Segment Start: Exercise materials

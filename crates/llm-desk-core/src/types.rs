use serde::{Deserialize, Serialize};

/// Role of a chat message.
#[derive(Debug, Clone, Copy, PartialEq, Eq, Hash, Serialize, Deserialize)]
#[serde(rename_all = "snake_case")]
pub enum ChatRole {
    System,
    User,
    Assistant,
}

impl ChatRole {
    pub fn as_str(&self) -> &'static str {
        match self {
            Self::System => "system",
            Self::User => "user",
            Self::Assistant => "assistant",
        }
    }
}

impl std::fmt::Display for ChatRole {
    fn fmt(&self, f: &mut std::fmt::Formatter<'_>) -> std::fmt::Result {
        f.write_str(self.as_str())
    }
}

/// A role/content pair sent to the model.
#[derive(Debug, Clone, PartialEq, Eq, Serialize, Deserialize)]
pub struct ChatMessage {
    pub role: ChatRole,
    pub content: String,
}

impl ChatMessage {
    pub fn system(content: impl Into<String>) -> Self {
        Self {
            role: ChatRole::System,
            content: content.into(),
        }
    }

    pub fn user(content: impl Into<String>) -> Self {
        Self {
            role: ChatRole::User,
            content: content.into(),
        }
    }

    pub fn assistant(content: impl Into<String>) -> Self {
        Self {
            role: ChatRole::Assistant,
            content: content.into(),
        }
    }
}

#[cfg(test)]
mod tests {
    use super::*;

    #[test]
    fn test_role_serializes_lowercase() {
        let msg = ChatMessage::assistant("hi");
        let json = serde_json::to_value(&msg).unwrap();
        assert_eq!(json["role"], "assistant");
        assert_eq!(json["content"], "hi");
    }
}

Segment End: Exercise materials

→ Task goal
Check every line of the entries above, and copy those that carry the string "ChatMessage".

→ Response
pub struct ChatMessage {
impl ChatMessage {
        let msg = ChatMessage::assistant("hi");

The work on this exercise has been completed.